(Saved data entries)
= Beginning of Section =
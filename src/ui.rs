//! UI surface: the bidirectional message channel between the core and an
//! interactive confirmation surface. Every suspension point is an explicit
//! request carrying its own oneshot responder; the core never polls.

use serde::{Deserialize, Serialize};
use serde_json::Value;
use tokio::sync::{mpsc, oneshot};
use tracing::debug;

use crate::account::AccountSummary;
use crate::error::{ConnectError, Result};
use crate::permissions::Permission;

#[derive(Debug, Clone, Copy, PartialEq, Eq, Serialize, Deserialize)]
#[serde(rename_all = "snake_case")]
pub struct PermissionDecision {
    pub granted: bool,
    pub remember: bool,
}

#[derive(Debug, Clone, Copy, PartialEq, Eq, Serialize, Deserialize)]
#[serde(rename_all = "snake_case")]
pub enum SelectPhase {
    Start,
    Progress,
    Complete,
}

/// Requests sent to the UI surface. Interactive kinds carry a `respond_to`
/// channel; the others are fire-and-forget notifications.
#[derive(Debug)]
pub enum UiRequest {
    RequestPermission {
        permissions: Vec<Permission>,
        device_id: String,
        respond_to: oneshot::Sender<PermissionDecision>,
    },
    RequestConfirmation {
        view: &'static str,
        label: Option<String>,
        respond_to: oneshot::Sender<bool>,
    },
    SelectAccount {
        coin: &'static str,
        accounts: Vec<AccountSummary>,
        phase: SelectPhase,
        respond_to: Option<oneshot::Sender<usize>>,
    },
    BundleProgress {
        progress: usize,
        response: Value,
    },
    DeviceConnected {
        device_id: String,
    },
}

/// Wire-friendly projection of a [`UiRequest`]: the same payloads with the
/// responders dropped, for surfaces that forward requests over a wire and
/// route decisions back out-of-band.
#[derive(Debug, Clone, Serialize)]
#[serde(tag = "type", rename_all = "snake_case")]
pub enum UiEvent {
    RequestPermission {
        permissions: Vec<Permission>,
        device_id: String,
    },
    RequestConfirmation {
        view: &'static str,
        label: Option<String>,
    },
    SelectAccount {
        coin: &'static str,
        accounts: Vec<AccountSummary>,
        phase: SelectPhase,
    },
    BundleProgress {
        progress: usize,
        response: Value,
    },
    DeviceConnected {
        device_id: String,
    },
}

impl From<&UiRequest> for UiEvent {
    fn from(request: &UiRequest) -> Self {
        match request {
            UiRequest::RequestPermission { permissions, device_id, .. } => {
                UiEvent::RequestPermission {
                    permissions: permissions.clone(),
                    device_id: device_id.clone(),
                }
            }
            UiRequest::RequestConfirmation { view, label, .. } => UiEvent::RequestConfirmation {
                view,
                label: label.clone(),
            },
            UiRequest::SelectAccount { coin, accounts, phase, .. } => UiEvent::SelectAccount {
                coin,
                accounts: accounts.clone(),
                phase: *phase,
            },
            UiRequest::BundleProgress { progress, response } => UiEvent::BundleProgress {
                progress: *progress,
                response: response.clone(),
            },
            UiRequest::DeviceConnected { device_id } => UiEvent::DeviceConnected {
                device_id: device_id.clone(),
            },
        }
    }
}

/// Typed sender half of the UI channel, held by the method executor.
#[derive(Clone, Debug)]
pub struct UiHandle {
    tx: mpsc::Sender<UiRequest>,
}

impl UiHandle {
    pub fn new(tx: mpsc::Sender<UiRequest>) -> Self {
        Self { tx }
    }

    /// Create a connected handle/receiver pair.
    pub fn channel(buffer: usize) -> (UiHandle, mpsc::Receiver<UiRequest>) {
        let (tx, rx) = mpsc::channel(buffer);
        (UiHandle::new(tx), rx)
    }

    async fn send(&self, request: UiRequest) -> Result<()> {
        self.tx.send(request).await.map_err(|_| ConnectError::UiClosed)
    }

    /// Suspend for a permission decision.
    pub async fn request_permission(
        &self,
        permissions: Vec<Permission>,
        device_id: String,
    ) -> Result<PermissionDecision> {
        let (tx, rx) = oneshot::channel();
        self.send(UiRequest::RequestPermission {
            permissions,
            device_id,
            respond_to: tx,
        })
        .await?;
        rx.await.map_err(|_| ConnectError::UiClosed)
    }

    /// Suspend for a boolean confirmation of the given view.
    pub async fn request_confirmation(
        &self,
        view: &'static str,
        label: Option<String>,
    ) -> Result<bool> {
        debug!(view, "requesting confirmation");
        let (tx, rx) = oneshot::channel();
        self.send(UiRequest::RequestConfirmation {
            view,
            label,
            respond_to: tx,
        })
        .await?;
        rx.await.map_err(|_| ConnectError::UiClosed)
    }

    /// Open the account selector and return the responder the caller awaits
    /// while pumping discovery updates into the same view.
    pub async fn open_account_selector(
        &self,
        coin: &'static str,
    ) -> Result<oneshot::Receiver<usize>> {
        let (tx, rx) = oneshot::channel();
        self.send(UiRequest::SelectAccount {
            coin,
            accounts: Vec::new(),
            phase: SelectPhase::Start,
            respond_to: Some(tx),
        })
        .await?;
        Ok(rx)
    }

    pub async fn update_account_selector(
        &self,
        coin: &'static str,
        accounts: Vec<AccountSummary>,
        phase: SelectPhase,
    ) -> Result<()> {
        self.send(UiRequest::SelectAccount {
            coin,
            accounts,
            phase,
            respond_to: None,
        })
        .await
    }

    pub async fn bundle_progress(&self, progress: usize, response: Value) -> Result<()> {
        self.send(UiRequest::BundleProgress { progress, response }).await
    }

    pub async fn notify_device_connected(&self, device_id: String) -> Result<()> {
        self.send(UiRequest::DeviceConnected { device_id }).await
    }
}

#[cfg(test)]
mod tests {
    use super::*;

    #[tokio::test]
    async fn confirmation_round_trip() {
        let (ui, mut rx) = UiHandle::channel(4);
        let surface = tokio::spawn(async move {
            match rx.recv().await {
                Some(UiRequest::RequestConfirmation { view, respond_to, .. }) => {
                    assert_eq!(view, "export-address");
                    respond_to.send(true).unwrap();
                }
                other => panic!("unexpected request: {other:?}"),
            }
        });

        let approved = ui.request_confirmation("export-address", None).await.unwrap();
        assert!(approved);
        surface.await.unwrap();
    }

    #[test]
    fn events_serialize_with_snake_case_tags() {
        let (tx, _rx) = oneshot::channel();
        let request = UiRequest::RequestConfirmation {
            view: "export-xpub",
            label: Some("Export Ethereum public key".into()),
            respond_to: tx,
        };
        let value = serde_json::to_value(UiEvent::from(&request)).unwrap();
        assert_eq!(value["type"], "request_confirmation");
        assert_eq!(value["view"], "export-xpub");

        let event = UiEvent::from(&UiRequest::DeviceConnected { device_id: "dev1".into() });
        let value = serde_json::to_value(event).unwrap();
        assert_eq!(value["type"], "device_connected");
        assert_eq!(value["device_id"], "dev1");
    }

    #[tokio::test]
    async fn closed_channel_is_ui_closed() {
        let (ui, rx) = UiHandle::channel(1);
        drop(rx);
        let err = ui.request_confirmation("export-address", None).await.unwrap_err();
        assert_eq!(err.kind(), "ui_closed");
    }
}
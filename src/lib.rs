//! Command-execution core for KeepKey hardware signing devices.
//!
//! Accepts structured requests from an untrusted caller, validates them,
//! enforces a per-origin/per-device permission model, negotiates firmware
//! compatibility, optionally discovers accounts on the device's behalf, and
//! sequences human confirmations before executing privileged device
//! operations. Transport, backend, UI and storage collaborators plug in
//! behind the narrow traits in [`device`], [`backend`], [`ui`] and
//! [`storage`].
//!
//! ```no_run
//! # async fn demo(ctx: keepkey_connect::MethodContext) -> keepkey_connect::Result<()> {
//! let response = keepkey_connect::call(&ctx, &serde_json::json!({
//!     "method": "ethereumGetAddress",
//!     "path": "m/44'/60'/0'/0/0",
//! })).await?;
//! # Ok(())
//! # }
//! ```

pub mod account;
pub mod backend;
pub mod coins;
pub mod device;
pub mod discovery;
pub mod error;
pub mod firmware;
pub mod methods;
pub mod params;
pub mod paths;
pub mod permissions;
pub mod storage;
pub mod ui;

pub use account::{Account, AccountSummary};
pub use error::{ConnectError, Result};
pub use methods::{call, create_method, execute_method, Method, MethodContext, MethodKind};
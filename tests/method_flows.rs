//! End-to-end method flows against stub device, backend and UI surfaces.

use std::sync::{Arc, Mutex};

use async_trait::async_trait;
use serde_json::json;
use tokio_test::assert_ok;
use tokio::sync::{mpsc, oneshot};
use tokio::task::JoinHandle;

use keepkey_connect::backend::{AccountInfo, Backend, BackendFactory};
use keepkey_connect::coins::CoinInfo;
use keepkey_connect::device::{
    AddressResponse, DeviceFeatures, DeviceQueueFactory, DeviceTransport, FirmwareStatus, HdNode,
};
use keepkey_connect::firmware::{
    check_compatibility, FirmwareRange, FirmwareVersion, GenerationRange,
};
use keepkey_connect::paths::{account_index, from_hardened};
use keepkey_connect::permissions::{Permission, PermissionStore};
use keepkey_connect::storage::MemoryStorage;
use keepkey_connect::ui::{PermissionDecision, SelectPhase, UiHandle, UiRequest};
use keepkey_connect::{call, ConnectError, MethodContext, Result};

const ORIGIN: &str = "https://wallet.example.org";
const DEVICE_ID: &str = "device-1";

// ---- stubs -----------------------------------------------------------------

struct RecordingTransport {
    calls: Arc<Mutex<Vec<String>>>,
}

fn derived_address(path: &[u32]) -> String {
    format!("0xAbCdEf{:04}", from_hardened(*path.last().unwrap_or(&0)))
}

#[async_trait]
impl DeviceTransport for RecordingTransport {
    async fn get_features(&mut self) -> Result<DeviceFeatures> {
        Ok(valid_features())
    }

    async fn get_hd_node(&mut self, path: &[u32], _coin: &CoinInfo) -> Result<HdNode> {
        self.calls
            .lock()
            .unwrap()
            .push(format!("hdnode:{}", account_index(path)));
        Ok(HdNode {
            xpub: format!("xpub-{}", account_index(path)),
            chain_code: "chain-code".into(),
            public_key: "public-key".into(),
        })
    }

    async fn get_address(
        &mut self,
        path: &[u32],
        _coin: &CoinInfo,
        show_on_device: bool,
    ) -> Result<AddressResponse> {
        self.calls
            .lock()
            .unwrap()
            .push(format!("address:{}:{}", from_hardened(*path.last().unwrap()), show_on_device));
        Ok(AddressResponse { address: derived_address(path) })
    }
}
= End of Section =
#### Work to be completed:
Once you have counted the lines above that contain "usize", give that number alone.

#### Response for this exercise:
6